– Эта жизнь ни черта не стоит… Человеку осталась лишь одна достойная участь – самоубийство.
   В один прекрасный день отец неожиданно вызвал его для разговора. Он спросил Пауло, что тот намерен делать, – пора об этом подумать. Он объяснил сыну, что их финансовое положение далеко не блестяще: маленькая фазенда не приносит большого дохода и все, что у них есть помимо нее, – это некоторое количество акций в предприятиях Коста-Вале. Фактически они жили за счет его политической деятельности, на комиссионные, получаемые за дела, которые он устраивал для банкира и других друзей, на доходы от места депутата. И они, признался отец, тратили на эту расточительную жизнь все получаемые средства. Пауло следует подумать о самостоятельном существовании, о карьере, чтобы, когда его, Артура, не станет, сын не оказался бы вынужден выклянчивать себе у чужих людей какую-нибудь службу.

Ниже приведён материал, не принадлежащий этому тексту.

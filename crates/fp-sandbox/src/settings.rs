//! In-memory settings registry with kind checking.

use std::collections::HashMap;
use std::sync::{Arc, RwLock};

use fp_api::{HostError, HostResult, SettingKind, SettingSpec, SettingsRegistry};
use serde_json::Value;

use crate::events::{EventLog, SandboxEvent};
use crate::relock;

type Key = (String, String);

/// Settings registry; unset values fall back to the registered default.
///
/// Registration is idempotent so that every connecting session may run
/// the same module `init`.
pub struct SandboxSettings {
    specs: RwLock<HashMap<Key, SettingSpec>>,
    values: RwLock<HashMap<Key, Value>>,
    events: Arc<EventLog>,
}

impl SandboxSettings {
    pub(crate) fn new(events: Arc<EventLog>) -> Self {
        Self {
            specs: RwLock::new(HashMap::new()),
            values: RwLock::new(HashMap::new()),
            events,
        }
    }
}

fn kind_accepts(kind: SettingKind, value: &Value) -> bool {
    match kind {
        SettingKind::Integer => value.as_i64().is_some(),
        SettingKind::Boolean => value.is_boolean(),
        SettingKind::Text => value.is_string(),
    }
}

impl SettingsRegistry for SandboxSettings {
    fn register(&self, spec: SettingSpec) {
        let key = (spec.namespace.clone(), spec.key.clone());
        relock(self.specs.write()).insert(key, spec);
    }

    fn get(&self, namespace: &str, key: &str) -> HostResult<Value> {
        let lookup = (namespace.to_string(), key.to_string());
        if let Some(value) = relock(self.values.read()).get(&lookup) {
            return Ok(value.clone());
        }
        relock(self.specs.read())
            .get(&lookup)
            .map(|spec| spec.default.clone())
            .ok_or_else(|| HostError::SettingNotFound {
                namespace: namespace.to_string(),
                key: key.to_string(),
            })
    }

    fn set(&self, namespace: &str, key: &str, value: Value) -> HostResult<()> {
        let lookup = (namespace.to_string(), key.to_string());
        let kind = relock(self.specs.read())
            .get(&lookup)
            .map(|spec| spec.kind)
            .ok_or_else(|| HostError::SettingNotFound {
                namespace: namespace.to_string(),
                key: key.to_string(),
            })?;
        if !kind_accepts(kind, &value) {
            return Err(HostError::SettingValue {
                namespace: namespace.to_string(),
                key: key.to_string(),
                message: format!("expected {kind:?}, got {value}"),
            });
        }
        tracing::debug!(namespace, key, %value, "setting changed");
        self.events.push(SandboxEvent::SettingChanged {
            namespace: namespace.to_string(),
            key: key.to_string(),
            value: value.clone(),
        });
        relock(self.values.write()).insert(lookup, value);
        Ok(())
    }
}
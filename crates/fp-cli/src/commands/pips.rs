//! `fp pips`: print one pip row for a value/max pair.

use fp_module::FriendPoints;

/// Render the row to stdout.
pub fn run(value: u8, max: u8) -> Result<(), String> {
    if max == 0 {
        return Err("max must be at least 1".into());
    }
    if value > max {
        return Err(format!("value {value} exceeds max {max}"));
    }
    println!("  {}", super::pip_row(FriendPoints { value, max }));
    Ok(())
}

   Пауло испугался угрозы бедности; никогда раньше он не задумывался над этим. Несколько дней Пауло ходил озабоченный; он не чувствовал никакого влечения к политической деятельности – отец собирался на ближайших выборах выставить его кандидатуру в законодательную ассамблею штата Сан-Пауло[51]. Еще меньше он желал поступить на работу к Коста-Вале (Мариэта предлагала ему руководящий пост в какой-либо компании); не видел он для себя и подходящей невесты, чтобы на худой конец последовать совету Коста-Вале: «Если хочешь ничего не делать, женись на богатой».

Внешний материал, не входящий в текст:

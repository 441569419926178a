//! In-memory actor and chat document stores.

use std::sync::{Arc, Mutex};

use async_trait::async_trait;
use chrono::Utc;
use fp_api::{
    Actor, ActorId, ActorStore, ChatLog, ChatMessage, HostError, HostResult, MessageDraft,
    MessageId,
};
use serde_json::Value;
use tokio::sync::RwLock;

use crate::events::{EventLog, SandboxEvent};
use crate::relock;

/// Actor store backed by a plain vector.
///
/// Insertion order is preserved so listings and eligibility scans are
/// deterministic across runs.
pub struct SandboxActors {
    actors: RwLock<Vec<Actor>>,
    fail_next: Mutex<Option<String>>,
    events: Arc<EventLog>,
}

impl SandboxActors {
    pub(crate) fn new(actors: Vec<Actor>, events: Arc<EventLog>) -> Self {
        Self {
            actors: RwLock::new(actors),
            fail_next: Mutex::new(None),
            events,
        }
    }

    /// Make the next `set_flag` fail with a storage error.
    pub fn fail_next_write(&self, reason: impl Into<String>) {
        *relock(self.fail_next.lock()) = Some(reason.into());
    }

    pub(crate) async fn insert(&self, actor: Actor) -> ActorId {
        let id = actor.id;
        self.actors.write().await.push(actor);
        id
    }
}

#[async_trait]
impl ActorStore for SandboxActors {
    async fn get(&self, id: ActorId) -> HostResult<Actor> {
        self.actors
            .read()
            .await
            .iter()
            .find(|a| a.id == id)
            .cloned()
            .ok_or(HostError::ActorNotFound(id))
    }

    async fn list(&self) -> HostResult<Vec<Actor>> {
        Ok(self.actors.read().await.clone())
    }

    async fn set_flag(
        &self,
        id: ActorId,
        namespace: &str,
        key: &str,
        value: Value,
    ) -> HostResult<()> {
        if let Some(reason) = relock(self.fail_next.lock()).take() {
            return Err(HostError::Storage(reason));
        }
        let mut actors = self.actors.write().await;
        let actor = actors
            .iter_mut()
            .find(|a| a.id == id)
            .ok_or(HostError::ActorNotFound(id))?;
        actor
            .flags
            .insert(format!("{namespace}.{key}"), value.clone());
        tracing::debug!(actor = %id, namespace, key, "flag written");
        self.events.push(SandboxEvent::FlagWritten {
            actor: id,
            namespace: namespace.to_string(),
            key: key.to_string(),
            value,
        });
        Ok(())
    }
}

/// Chat log backed by a plain vector, oldest message first.
pub struct SandboxChat {
    messages: RwLock<Vec<ChatMessage>>,
    events: Arc<EventLog>,
}

impl SandboxChat {
    pub(crate) fn new(events: Arc<EventLog>) -> Self {
        Self {
            messages: RwLock::new(Vec::new()),
            events,
        }
    }
}

#[async_trait]
impl ChatLog for SandboxChat {
    async fn get(&self, id: MessageId) -> HostResult<ChatMessage> {
        self.messages
            .read()
            .await
            .iter()
            .find(|m| m.id == id)
            .cloned()
            .ok_or(HostError::MessageNotFound(id))
    }

    async fn list(&self) -> HostResult<Vec<ChatMessage>> {
        Ok(self.messages.read().await.clone())
    }

    async fn create(&self, draft: MessageDraft) -> HostResult<ChatMessage> {
        let message = ChatMessage {
            id: MessageId::new(),
            author: draft.author,
            speaker: draft.speaker,
            content: draft.content,
            flavor: draft.flavor,
            rolls: draft.rolls,
            flags: draft.flags,
            created_at: Utc::now(),
        };
        tracing::debug!(message = %message.id, author = %message.author, "message created");
        self.events.push(SandboxEvent::MessageCreated {
            message: message.id,
            author: message.author,
        });
        self.messages.write().await.push(message.clone());
        Ok(message)
    }

    async fn delete(&self, id: MessageId) -> HostResult<()> {
        let mut messages = self.messages.write().await;
        let index = messages
            .iter()
            .position(|m| m.id == id)
            .ok_or(HostError::MessageNotFound(id))?;
        messages.remove(index);
        tracing::debug!(message = %id, "message deleted");
        self.events.push(SandboxEvent::MessageDeleted { message: id });
        Ok(())
    }
}

#[cfg(test)]
mod tests {
    use super::*;
    use fp_api::{ActorKind, UserId};
    use serde_json::json;

    fn actors_with(actor: Actor) -> SandboxActors {
        SandboxActors::new(vec![actor], Arc::new(EventLog::new()))
    }

    #[tokio::test]
    async fn get_missing_actor_fails() {
        let store = SandboxActors::new(Vec::new(), Arc::new(EventLog::new()));
        let err = store.get(ActorId::new()).await.unwrap_err();
        assert!(matches!(err, HostError::ActorNotFound(_)));
    }

    #[tokio::test]
    async fn set_flag_persists_and_records() {
        let actor = Actor::new("Kael", ActorKind::Character);
        let id = actor.id;
        let events = Arc::new(EventLog::new());
        let store = SandboxActors::new(vec![actor], Arc::clone(&events));

        store
            .set_flag(id, "friend-points", "points", json!({"value": 2, "max": 3}))
            .await
            .unwrap();

        let reread = store.get(id).await.unwrap();
        assert_eq!(
            reread.flag("friend-points", "points"),
            Some(&json!({"value": 2, "max": 3}))
        );
        assert!(
            events
                .position(|e| matches!(e, SandboxEvent::FlagWritten { .. }))
                .is_some()
        );
    }

    #[tokio::test]
    async fn fail_next_write_fails_exactly_once() {
        let actor = Actor::new("Kael", ActorKind::Character);
        let id = actor.id;
        let store = actors_with(actor);

        store.fail_next_write("disk on fire");
        let err = store
            .set_flag(id, "friend-points", "points", json!(1))
            .await
            .unwrap_err();
        assert!(matches!(err, HostError::Storage(_)));

        store
            .set_flag(id, "friend-points", "points", json!(1))
            .await
            .unwrap();
    }

    #[tokio::test]
    async fn chat_create_then_delete_records_in_order() {
        let events = Arc::new(EventLog::new());
        let chat = SandboxChat::new(Arc::clone(&events));

        let created = chat
            .create(MessageDraft::new(UserId::new()).with_content("hello"))
            .await
            .unwrap();
        chat.delete(created.id).await.unwrap();
        assert!(chat.list().await.unwrap().is_empty());

        let create_pos = events
            .position(|e| matches!(e, SandboxEvent::MessageCreated { .. }))
            .unwrap();
        let delete_pos = events
            .position(|e| matches!(e, SandboxEvent::MessageDeleted { .. }))
            .unwrap();
        assert!(create_pos < delete_pos);
    }

    #[tokio::test]
    async fn delete_missing_message_fails() {
        let chat = SandboxChat::new(Arc::new(EventLog::new()));
        let err = chat.delete(MessageId::new()).await.unwrap_err();
        assert!(matches!(err, HostError::MessageNotFound(_)));
    }
}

   Перспектива стать бедным, отказаться от модного портного, покупать обувь в первом попавшемся магазине, не иметь возможности посещать фешенебельные бары, чтобы в положенный час выпить аперитив, – все это было для него невыносимо. Пауло со своим холодным расчетливым умом приходил в ужас от подобной перспективы. Как раз в это время поэт Шопел и спросил его, почему бы ему не посвятить себя дипломатической карьере? Ведь у него для этого все данные: знатное имя, отличное знание английского и французского языков, умение хорошо танцевать, знакомство с литературой и искусством, университетское образование, и к тому же отец – влиятельный политик. Он, несомненно, по конкурсу, который вскоре должен был состояться, занял бы одно из лучших мест.
   Пауло дал согласие, отец поговорил с друзьями, Коста-Вале позвонил по телефону министру. Он был принят по конкурсу, а затем получил назначение в Боготу.

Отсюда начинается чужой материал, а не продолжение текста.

//! In-memory string catalog.

use std::collections::HashMap;
use std::sync::RwLock;

use fp_api::Localization;

use crate::relock;

/// String catalog; unknown keys localize to themselves so a missing
/// entry is visible instead of fatal.
#[derive(Default)]
pub struct SandboxI18n {
    entries: RwLock<HashMap<String, String>>,
}

impl SandboxI18n {
    pub(crate) fn new() -> Self {
        Self::default()
    }
}

impl Localization for SandboxI18n {
    fn extend(&self, entries: Vec<(String, String)>) {
        relock(self.entries.write()).extend(entries);
    }

    fn localize(&self, key: &str) -> String {
        relock(self.entries.read())
            .get(key)
            .cloned()
            .unwrap_or_else(|| key.to_string())
    }

    fn format(&self, key: &str, args: &[(&str, &str)]) -> String {
        let mut text = self.localize(key);
        for (name, value) in args {
            text = text.replace(&format!("{{{name}}}"), value);
        }
        text
    }
}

   В самолете, на котором он летел из Буэнос-Айреса в этот последний день октября, им снова овладел страх. Шум в печати, поднятый вокруг его попойки, и дошедшие до посольства в Аргентине (?) слухи о том, что он будет уволен в отставку, заставили его снова с ужасом подумать об угрозе бедности, о службе чиновника, которую ему пришлось бы вымаливать у друзей отца, о жалком прозябании. И он почувствовал не слишком свойственную его темпераменту злобу против этой развратной жены чилийского дипломата, этой Аделы Рейес с глазами кокаинистки, которая, будучи еще более пьяной, чем он, спровоцировала Пауло на то, чтобы он доказал ей свою любовь перед всеми, тут же в танцевальном зале. Он окончательно потерял голову и попытался было раздеть ее. Она подняла визг, будто была целомудренной девушкой, оскорбленной в своей невинности. А в результате – драка, скандал, и на рассвете следующего дня он на самолете поспешно покинул Боготу (?).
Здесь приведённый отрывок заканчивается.